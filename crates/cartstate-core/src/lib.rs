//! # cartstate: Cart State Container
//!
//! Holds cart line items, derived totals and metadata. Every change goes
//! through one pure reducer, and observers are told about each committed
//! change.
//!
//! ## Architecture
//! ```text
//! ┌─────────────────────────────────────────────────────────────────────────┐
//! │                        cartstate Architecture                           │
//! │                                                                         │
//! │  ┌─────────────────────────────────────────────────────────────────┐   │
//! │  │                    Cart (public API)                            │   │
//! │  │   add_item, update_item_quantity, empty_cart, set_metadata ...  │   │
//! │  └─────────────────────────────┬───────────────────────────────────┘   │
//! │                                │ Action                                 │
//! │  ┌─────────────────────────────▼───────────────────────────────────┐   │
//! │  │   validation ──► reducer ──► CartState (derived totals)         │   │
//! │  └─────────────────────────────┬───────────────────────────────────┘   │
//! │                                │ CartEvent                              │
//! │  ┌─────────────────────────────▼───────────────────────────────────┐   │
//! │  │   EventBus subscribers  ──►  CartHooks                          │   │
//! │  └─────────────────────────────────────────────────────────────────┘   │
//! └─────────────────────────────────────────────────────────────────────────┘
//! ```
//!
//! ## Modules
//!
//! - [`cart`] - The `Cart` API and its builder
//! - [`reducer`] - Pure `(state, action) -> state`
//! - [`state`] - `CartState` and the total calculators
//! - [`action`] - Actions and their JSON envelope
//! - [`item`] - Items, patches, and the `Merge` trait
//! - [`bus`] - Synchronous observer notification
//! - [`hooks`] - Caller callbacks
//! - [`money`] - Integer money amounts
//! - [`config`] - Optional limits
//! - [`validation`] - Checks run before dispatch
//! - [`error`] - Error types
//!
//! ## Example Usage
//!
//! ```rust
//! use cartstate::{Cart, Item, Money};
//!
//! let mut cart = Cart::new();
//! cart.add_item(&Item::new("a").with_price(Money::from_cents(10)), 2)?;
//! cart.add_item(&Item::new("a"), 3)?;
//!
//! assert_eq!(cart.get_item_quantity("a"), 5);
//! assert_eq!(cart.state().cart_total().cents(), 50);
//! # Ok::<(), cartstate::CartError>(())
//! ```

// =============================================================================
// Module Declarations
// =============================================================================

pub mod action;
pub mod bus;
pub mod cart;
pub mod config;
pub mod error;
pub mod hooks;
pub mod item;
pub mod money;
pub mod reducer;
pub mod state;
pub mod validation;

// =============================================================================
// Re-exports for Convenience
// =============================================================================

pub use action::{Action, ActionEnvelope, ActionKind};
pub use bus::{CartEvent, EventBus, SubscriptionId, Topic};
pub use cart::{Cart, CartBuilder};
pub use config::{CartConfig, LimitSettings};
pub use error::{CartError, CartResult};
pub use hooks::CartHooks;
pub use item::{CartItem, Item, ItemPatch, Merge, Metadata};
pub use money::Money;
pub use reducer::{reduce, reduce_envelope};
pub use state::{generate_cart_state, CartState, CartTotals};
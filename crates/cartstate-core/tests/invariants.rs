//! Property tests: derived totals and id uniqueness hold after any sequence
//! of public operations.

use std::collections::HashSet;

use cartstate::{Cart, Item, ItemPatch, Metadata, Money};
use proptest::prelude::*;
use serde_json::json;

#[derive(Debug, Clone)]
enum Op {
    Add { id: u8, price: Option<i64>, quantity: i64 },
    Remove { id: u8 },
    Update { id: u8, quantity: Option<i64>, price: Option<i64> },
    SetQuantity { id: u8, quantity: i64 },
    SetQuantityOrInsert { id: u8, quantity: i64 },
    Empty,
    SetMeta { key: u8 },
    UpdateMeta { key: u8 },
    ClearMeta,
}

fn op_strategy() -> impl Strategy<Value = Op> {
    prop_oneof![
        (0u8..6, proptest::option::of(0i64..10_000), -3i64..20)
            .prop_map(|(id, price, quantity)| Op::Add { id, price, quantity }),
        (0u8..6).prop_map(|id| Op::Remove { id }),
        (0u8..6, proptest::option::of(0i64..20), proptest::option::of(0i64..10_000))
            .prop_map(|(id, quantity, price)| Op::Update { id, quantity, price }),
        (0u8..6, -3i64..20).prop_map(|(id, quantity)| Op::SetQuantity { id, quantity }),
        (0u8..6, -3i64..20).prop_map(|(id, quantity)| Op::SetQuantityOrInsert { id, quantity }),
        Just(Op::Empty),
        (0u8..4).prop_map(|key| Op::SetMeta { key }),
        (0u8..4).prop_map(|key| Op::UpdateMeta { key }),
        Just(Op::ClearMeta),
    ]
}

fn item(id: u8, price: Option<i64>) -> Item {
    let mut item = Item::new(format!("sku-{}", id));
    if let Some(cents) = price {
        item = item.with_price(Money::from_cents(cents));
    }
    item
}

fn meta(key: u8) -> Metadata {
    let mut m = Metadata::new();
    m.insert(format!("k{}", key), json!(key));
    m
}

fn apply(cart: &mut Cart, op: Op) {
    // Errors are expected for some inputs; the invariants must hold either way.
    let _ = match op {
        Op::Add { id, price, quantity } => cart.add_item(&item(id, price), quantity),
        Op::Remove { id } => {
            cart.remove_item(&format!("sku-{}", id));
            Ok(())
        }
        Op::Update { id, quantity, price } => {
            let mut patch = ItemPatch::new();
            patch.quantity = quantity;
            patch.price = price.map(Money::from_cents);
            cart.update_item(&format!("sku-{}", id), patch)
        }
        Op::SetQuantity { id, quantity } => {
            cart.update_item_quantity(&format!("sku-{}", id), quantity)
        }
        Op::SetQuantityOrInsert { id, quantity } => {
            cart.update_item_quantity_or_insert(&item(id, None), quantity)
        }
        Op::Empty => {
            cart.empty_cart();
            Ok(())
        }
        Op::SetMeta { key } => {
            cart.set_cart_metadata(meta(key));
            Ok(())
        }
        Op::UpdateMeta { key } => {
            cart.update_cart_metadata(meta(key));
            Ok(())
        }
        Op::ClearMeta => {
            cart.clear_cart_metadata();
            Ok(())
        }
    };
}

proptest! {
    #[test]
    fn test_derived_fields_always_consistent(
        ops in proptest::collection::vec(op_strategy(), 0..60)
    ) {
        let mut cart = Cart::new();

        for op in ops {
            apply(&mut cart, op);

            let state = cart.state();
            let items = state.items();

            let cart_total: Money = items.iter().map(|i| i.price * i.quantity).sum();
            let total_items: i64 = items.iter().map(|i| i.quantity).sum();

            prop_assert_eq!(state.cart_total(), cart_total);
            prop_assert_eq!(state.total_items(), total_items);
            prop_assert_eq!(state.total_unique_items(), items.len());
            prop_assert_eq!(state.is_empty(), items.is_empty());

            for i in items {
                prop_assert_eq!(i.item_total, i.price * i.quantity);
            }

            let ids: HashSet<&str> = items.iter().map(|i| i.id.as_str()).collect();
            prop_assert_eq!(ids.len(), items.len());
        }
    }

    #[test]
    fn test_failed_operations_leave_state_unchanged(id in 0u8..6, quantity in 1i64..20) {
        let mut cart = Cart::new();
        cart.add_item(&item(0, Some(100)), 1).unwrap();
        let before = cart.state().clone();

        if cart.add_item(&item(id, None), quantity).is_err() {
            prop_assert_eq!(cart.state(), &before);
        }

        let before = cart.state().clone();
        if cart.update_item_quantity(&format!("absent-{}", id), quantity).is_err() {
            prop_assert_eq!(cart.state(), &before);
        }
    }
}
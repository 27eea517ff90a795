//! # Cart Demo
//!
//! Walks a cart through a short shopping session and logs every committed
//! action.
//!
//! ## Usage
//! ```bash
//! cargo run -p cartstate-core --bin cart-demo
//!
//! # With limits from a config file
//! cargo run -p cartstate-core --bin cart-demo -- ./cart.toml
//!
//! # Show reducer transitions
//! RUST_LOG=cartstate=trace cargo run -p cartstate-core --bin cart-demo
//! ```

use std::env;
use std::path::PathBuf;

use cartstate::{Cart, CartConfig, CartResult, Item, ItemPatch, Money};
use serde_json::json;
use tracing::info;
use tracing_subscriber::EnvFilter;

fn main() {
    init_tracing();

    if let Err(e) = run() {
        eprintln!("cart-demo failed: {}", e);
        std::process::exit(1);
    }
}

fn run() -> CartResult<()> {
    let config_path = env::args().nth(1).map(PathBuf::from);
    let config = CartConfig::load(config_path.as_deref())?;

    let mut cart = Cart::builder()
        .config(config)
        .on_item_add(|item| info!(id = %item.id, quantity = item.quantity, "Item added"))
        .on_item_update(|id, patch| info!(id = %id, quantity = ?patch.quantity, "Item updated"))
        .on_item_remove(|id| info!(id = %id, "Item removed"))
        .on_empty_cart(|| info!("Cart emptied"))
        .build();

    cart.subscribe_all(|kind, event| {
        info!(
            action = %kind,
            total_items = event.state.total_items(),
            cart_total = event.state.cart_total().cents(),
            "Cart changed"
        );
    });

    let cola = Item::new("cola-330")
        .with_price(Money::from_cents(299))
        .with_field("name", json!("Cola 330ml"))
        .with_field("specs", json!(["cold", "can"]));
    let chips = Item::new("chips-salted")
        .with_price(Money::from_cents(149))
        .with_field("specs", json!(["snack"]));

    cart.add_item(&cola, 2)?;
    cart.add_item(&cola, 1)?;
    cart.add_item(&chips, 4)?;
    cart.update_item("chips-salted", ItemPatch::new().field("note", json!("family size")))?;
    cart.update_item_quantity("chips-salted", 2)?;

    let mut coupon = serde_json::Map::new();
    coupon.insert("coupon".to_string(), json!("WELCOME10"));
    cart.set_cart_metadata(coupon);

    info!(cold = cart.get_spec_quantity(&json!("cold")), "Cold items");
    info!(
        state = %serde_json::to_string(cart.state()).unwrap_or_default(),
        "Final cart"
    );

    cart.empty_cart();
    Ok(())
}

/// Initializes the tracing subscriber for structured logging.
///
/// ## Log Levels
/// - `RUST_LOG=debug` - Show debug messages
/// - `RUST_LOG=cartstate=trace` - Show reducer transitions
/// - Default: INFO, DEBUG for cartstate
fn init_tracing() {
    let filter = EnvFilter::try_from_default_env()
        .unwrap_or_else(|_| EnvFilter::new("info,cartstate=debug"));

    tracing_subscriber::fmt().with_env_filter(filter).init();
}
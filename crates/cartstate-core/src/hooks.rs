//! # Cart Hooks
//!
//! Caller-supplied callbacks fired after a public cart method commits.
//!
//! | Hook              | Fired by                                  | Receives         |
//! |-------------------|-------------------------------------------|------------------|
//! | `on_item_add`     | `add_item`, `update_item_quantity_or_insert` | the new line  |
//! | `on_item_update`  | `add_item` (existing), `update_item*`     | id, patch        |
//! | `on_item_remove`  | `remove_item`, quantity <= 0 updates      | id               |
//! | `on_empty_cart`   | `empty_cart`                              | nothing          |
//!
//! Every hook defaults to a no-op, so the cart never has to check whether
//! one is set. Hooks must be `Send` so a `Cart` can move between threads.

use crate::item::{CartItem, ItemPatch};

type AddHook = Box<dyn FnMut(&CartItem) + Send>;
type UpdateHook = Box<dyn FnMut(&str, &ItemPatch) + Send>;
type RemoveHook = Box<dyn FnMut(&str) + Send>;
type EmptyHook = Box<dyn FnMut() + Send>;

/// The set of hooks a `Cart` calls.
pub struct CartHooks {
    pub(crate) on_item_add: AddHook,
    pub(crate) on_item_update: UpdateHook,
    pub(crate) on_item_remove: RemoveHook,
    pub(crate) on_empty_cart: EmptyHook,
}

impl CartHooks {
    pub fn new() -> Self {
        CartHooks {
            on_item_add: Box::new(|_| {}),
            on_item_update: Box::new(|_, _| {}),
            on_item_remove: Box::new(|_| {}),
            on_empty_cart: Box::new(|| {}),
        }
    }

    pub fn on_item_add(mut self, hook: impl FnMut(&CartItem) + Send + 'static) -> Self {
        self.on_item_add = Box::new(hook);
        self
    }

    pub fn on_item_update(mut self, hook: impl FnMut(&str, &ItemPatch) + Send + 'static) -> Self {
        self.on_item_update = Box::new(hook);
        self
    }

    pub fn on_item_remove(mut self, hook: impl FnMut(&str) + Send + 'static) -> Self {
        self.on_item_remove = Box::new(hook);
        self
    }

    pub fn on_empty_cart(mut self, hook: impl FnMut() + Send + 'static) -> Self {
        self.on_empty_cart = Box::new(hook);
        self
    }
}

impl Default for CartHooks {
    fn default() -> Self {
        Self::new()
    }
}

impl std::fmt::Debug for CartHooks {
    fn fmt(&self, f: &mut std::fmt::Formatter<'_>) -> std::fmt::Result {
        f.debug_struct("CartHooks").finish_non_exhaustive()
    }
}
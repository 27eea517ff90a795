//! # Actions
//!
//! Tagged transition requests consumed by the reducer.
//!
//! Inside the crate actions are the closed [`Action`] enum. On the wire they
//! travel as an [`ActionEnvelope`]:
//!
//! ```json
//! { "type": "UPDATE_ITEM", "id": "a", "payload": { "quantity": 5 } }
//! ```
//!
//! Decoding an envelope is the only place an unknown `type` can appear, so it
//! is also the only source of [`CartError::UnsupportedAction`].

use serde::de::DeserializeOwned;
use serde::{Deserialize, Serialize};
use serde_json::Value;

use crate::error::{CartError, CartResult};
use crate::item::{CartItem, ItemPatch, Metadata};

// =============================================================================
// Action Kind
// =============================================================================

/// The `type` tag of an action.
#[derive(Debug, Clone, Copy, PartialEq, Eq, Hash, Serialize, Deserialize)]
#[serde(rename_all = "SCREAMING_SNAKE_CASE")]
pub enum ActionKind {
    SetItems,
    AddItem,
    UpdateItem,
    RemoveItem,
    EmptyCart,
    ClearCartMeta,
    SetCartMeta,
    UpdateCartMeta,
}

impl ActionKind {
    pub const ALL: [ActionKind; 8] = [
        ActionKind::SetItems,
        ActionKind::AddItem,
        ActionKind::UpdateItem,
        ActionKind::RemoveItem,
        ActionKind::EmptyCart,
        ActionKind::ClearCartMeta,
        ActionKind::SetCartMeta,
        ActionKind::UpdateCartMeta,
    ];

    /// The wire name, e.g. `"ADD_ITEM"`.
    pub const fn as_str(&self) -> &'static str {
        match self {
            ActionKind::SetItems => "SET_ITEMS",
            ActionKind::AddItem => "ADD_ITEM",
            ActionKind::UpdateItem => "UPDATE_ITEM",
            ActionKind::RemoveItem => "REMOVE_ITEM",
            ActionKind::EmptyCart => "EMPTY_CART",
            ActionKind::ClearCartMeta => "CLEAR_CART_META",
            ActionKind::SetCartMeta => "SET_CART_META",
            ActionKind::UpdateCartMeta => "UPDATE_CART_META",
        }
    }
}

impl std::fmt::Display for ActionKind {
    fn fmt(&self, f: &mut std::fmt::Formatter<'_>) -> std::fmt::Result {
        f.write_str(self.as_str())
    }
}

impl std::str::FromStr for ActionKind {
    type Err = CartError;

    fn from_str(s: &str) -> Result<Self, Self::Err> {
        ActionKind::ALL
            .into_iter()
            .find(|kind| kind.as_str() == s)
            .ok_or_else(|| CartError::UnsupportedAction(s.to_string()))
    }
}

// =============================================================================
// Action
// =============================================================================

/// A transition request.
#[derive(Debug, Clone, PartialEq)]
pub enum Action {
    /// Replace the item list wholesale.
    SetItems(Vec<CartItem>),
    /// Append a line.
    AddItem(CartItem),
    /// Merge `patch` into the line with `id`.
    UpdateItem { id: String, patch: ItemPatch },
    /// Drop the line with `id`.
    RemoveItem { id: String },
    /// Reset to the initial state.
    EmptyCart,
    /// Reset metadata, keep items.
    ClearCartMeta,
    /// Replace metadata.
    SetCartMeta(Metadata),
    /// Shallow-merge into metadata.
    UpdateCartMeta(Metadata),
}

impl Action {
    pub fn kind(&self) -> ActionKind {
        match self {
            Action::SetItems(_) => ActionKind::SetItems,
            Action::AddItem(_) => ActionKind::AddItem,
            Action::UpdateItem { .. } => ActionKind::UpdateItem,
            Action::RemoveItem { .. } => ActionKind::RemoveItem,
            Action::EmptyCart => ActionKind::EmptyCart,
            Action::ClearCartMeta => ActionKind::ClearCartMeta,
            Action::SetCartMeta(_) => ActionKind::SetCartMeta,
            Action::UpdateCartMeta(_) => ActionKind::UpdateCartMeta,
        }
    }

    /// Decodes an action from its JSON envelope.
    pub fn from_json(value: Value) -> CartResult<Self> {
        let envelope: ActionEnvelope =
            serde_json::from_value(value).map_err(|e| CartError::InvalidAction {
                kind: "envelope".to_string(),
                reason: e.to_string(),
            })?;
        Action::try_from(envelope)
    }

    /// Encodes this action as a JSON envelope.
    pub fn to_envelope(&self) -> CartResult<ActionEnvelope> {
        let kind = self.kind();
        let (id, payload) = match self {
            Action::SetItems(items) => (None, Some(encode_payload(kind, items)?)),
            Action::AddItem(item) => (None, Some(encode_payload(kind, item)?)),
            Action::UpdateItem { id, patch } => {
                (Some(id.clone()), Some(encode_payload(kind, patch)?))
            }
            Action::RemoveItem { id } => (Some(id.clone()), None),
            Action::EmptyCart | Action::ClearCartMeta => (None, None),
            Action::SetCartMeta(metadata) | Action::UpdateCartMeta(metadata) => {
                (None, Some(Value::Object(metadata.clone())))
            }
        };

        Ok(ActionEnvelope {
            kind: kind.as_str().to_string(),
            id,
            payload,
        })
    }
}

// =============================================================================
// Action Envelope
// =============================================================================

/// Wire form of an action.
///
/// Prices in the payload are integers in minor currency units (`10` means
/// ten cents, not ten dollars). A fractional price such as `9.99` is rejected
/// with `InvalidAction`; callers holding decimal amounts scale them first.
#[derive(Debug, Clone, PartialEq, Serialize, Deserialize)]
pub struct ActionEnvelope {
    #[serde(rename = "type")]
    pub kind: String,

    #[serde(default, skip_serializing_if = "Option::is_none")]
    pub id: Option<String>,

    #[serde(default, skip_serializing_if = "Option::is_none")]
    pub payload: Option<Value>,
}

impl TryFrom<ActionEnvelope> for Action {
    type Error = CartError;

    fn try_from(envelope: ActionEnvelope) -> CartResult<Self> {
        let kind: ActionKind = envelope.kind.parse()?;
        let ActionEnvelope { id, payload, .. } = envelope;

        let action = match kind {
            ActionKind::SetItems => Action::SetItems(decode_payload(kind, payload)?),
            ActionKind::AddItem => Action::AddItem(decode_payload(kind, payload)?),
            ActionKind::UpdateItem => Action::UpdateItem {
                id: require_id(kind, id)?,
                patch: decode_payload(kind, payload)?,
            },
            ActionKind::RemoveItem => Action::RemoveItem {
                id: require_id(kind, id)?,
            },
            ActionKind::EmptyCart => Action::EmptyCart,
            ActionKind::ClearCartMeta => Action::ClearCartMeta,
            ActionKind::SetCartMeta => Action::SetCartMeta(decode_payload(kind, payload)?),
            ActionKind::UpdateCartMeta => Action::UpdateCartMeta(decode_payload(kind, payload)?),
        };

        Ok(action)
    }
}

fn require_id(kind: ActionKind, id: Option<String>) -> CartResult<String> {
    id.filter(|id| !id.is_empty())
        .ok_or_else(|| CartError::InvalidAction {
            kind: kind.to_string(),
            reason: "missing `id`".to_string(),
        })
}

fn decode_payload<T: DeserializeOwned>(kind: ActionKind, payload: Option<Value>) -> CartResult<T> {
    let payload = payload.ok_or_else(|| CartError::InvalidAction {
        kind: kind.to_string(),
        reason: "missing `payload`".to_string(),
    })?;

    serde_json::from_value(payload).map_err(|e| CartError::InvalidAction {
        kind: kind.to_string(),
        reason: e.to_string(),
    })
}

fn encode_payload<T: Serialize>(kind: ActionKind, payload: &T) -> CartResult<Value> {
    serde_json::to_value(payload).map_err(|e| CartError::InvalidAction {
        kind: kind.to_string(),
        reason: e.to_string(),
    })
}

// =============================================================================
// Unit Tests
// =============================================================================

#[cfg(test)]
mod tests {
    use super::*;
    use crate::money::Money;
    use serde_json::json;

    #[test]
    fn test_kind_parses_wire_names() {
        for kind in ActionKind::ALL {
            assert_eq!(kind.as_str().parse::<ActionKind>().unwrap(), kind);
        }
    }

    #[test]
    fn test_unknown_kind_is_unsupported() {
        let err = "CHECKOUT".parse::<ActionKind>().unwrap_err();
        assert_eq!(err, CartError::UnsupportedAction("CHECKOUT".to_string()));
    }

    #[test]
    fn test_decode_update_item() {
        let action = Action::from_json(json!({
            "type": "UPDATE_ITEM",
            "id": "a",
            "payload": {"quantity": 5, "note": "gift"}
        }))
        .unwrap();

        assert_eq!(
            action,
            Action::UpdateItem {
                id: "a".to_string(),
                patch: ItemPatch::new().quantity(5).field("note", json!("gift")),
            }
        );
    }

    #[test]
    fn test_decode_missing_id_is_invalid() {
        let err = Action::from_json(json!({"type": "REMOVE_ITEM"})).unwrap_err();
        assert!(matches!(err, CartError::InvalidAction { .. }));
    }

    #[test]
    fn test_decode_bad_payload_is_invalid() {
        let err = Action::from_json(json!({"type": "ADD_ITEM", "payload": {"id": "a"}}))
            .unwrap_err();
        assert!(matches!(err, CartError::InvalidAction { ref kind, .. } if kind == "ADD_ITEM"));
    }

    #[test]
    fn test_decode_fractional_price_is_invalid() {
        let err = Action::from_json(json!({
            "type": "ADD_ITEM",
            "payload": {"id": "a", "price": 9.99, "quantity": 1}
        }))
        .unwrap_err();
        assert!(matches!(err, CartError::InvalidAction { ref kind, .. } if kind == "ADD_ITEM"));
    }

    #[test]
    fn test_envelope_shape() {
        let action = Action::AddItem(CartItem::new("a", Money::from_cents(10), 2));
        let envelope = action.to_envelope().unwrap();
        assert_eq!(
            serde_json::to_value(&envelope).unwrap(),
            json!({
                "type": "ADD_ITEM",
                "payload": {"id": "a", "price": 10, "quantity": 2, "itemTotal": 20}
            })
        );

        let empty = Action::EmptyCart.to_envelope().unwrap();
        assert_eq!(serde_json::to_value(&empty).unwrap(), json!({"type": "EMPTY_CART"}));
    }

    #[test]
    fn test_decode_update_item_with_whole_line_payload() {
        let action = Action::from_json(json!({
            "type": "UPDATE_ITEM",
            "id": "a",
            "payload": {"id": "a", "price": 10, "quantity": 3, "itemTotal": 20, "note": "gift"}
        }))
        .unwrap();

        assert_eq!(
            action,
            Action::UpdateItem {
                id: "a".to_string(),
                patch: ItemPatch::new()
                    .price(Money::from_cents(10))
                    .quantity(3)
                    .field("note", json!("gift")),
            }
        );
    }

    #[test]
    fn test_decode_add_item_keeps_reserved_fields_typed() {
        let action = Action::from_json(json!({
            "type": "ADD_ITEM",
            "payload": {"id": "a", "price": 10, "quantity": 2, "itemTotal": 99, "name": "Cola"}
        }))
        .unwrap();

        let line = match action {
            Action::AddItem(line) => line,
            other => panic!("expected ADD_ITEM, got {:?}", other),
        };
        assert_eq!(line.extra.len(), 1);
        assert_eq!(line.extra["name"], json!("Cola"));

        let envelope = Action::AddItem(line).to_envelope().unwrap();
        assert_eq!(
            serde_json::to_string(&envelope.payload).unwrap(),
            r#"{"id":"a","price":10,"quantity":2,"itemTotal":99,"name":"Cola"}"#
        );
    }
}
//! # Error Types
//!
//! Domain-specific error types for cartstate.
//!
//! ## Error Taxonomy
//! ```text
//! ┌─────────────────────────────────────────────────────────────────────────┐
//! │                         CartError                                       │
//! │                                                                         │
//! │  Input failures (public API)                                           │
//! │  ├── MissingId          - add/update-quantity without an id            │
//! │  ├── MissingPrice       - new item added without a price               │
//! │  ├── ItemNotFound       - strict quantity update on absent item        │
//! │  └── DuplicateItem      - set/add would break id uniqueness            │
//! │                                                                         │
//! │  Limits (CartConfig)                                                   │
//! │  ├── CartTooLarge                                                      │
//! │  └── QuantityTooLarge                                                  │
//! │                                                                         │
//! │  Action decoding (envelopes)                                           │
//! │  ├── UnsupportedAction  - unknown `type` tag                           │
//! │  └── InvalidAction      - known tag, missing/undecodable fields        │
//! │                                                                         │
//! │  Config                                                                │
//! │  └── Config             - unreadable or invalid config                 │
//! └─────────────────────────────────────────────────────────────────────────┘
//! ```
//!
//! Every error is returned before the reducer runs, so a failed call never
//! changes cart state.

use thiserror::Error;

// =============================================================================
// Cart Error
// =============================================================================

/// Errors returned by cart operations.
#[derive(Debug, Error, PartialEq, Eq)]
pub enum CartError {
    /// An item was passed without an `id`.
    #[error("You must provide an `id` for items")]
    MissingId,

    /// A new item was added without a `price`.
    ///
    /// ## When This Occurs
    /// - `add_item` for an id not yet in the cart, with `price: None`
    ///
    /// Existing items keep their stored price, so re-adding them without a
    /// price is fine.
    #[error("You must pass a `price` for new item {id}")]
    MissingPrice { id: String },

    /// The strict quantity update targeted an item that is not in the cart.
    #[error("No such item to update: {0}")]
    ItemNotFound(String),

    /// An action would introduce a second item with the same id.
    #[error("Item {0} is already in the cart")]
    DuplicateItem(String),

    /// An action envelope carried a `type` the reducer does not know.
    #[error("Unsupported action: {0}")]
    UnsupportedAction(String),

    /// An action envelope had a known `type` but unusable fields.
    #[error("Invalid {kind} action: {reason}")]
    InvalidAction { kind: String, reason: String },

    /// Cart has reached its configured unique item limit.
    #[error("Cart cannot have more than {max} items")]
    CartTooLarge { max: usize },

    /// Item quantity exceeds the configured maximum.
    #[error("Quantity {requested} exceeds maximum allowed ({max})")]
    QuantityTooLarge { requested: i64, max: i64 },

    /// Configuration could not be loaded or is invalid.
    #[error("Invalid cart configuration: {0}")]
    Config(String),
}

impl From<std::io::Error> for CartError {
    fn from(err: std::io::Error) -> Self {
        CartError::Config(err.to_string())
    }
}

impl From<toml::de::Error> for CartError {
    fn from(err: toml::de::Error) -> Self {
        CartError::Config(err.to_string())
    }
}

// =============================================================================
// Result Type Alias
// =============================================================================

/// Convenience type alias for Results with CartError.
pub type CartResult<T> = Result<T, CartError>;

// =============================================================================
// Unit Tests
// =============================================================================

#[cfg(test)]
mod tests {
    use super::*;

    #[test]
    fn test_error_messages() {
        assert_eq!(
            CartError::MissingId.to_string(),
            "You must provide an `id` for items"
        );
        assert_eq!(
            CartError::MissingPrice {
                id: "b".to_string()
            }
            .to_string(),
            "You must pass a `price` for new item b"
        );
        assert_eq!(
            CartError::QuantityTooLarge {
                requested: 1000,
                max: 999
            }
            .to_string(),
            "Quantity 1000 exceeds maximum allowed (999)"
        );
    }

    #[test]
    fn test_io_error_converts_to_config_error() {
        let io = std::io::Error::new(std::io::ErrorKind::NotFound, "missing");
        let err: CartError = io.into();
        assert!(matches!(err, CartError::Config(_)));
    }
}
◇ ◇ ◇ ◇ ◇ ◇ ◇
> Prompt: Your answer should consist of all lines in the listing above that contain "salted".

> Response:
    let chips = Item::new("chips-salted")
    cart.update_item("chips-salted", ItemPatch::new().field("note", json!("family size")))?;
    cart.update_item_quantity("chips-salted", 2)?;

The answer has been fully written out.